[PROMPT]: In the entries that follow, the line with "let mode = match" opens the range and the line with "[_, extra, ..]" closes it; repeat that range exactly, both lines included.

_ _ _ _

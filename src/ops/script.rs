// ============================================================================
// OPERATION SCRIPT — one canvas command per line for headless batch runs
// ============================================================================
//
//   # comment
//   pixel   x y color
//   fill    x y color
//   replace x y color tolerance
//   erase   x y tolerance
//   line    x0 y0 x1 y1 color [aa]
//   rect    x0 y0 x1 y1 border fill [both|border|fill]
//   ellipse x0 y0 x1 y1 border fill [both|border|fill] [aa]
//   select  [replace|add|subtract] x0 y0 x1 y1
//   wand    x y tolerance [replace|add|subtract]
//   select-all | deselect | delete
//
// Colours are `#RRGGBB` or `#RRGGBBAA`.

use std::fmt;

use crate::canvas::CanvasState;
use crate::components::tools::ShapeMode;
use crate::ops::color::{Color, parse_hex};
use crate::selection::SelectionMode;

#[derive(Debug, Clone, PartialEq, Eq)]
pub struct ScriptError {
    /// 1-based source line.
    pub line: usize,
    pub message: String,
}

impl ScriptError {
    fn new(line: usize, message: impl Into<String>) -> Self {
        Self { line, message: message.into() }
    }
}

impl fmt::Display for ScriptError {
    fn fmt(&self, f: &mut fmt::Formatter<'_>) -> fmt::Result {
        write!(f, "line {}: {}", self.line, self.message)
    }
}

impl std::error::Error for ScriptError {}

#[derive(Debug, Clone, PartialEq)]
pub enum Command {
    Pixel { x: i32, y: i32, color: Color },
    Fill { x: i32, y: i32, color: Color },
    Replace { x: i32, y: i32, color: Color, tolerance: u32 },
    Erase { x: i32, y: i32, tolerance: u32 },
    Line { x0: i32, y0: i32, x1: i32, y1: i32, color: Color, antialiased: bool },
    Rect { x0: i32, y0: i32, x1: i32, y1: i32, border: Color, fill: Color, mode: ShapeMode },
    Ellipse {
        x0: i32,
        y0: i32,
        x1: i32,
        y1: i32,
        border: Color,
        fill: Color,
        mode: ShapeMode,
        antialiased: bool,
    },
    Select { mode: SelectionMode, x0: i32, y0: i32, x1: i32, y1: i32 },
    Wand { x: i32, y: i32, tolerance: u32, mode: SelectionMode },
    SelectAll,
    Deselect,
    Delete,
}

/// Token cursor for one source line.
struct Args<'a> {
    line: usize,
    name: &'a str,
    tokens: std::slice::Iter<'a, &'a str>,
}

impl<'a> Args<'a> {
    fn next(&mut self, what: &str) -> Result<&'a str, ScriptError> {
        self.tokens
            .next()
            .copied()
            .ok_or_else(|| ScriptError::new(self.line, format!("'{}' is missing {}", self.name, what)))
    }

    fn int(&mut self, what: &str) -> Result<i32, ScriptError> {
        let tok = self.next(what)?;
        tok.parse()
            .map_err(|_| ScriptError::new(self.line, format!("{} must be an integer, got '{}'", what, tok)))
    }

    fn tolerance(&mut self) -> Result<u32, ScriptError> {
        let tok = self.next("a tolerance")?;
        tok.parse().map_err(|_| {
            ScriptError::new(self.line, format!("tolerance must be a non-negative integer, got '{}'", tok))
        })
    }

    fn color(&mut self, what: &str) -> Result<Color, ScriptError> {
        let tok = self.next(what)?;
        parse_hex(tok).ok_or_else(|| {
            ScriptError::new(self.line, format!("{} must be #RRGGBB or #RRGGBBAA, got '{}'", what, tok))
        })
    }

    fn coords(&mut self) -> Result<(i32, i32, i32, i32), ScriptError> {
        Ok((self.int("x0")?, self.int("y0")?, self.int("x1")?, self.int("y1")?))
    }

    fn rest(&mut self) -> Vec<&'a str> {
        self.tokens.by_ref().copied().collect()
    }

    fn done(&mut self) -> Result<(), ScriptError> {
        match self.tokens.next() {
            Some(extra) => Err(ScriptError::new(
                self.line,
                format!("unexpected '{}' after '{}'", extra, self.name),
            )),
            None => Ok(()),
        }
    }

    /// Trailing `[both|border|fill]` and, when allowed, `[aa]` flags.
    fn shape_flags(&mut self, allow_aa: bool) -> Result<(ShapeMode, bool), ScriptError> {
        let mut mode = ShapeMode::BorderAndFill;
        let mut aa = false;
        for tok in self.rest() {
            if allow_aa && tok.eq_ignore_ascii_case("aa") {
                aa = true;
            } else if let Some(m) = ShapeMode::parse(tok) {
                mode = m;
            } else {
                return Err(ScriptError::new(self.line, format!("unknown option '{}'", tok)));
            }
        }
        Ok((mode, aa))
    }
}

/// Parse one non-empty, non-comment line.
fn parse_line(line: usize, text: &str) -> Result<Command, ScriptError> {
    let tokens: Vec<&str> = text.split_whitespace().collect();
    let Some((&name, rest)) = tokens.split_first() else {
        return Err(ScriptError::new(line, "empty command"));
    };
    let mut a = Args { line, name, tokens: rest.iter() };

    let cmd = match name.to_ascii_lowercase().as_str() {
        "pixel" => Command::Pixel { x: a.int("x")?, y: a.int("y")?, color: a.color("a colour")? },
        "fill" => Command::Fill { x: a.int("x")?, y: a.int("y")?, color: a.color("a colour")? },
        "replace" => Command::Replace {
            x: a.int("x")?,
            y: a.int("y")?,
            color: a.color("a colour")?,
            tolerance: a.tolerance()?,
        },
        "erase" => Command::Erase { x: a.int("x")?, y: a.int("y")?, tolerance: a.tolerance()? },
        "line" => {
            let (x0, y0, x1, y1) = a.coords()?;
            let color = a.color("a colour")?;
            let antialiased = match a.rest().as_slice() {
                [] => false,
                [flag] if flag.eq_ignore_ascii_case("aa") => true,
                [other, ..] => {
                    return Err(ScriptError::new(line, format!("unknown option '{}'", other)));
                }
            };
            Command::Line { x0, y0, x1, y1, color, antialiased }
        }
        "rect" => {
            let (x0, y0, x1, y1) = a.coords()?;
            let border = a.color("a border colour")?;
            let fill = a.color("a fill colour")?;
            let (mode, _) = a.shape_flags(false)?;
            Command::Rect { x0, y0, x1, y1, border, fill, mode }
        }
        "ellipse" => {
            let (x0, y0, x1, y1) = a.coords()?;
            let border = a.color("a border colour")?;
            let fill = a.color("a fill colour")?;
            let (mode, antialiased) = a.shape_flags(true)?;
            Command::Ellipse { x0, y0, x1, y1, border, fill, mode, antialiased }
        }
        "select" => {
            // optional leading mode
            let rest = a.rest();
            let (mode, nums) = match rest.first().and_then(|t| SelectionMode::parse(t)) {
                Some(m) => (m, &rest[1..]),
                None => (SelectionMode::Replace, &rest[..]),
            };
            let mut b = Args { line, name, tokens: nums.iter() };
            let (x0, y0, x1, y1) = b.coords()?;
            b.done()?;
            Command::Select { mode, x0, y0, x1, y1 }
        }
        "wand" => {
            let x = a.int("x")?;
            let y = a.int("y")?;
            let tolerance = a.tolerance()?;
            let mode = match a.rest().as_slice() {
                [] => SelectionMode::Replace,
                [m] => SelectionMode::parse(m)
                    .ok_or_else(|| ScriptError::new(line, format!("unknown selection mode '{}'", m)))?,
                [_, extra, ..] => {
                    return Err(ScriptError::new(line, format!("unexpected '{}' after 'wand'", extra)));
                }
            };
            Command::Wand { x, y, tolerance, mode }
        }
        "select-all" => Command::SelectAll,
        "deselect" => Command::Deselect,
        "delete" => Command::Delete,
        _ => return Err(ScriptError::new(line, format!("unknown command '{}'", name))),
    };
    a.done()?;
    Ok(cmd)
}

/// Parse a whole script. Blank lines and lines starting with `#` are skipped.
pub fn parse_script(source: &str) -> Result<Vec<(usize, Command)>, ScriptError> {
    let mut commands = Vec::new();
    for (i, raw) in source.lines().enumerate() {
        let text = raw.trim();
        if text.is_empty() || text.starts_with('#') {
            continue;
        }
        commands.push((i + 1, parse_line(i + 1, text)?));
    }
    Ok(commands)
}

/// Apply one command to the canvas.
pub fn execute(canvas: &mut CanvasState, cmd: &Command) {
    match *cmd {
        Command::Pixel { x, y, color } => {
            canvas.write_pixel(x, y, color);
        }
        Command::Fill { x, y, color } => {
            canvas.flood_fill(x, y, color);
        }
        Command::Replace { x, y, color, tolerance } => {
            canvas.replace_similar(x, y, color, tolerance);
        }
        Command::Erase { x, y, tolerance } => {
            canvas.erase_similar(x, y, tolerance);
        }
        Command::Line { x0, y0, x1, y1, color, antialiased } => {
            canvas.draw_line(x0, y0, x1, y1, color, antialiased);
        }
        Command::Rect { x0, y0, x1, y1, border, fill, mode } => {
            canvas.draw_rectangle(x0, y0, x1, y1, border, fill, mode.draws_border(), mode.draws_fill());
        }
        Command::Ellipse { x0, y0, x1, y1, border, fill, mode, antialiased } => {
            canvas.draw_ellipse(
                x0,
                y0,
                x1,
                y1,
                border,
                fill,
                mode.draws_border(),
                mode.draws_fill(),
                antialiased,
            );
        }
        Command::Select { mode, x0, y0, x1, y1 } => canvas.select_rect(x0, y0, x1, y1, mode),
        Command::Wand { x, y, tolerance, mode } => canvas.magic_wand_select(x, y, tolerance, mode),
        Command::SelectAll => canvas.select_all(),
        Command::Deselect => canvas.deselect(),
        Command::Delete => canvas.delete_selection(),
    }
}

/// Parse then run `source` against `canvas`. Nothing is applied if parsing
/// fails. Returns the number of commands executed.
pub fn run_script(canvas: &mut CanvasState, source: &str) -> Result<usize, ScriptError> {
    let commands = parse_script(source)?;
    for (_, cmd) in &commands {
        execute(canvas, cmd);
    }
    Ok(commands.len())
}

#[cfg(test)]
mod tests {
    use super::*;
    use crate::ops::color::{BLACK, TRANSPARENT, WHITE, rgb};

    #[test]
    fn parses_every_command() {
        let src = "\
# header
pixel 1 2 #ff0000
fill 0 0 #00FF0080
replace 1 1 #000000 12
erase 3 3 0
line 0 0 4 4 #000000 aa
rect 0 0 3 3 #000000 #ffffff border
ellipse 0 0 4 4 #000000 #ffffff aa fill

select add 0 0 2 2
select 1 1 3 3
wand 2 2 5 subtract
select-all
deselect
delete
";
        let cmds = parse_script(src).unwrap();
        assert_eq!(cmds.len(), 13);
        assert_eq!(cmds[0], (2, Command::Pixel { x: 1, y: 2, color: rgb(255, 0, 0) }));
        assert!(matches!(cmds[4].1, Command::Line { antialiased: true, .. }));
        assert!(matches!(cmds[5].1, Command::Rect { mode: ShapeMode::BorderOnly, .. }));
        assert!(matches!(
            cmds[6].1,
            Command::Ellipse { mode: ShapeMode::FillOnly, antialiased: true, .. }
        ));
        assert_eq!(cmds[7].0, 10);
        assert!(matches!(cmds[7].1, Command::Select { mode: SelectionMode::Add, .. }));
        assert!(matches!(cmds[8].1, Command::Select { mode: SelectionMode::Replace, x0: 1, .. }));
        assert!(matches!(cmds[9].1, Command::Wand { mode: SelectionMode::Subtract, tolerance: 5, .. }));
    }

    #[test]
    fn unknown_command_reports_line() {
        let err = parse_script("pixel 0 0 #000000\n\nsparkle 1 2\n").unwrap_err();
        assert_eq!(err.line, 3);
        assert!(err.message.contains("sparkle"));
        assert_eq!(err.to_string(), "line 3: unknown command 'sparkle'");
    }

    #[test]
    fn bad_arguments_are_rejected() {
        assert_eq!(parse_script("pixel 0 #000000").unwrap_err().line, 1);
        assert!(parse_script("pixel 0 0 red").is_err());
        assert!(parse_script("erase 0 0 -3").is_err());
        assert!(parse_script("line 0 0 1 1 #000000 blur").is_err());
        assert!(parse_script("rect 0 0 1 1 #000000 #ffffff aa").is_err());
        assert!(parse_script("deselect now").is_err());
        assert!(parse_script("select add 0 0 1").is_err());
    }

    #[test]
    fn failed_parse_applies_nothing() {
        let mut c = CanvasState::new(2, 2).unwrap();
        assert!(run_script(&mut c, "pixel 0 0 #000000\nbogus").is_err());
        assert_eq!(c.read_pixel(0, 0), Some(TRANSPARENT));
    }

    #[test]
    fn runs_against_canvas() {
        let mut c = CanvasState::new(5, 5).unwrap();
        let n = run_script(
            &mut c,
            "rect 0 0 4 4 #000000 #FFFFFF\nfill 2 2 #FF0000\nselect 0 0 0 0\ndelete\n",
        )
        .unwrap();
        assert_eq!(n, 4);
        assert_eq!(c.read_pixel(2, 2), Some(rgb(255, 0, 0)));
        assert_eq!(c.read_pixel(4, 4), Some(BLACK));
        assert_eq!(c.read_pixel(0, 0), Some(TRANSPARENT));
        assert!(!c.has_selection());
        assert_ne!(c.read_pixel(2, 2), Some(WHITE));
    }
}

_ _ _ _

[RESPONSE TO THIS EXERCISE]:
            let mode = match a.rest().as_slice() {
                [] => SelectionMode::Replace,
                [m] => SelectionMode::parse(m)
                    .ok_or_else(|| ScriptError::new(line, format!("unknown selection mode '{}'", m)))?,
                [_, extra, ..] => {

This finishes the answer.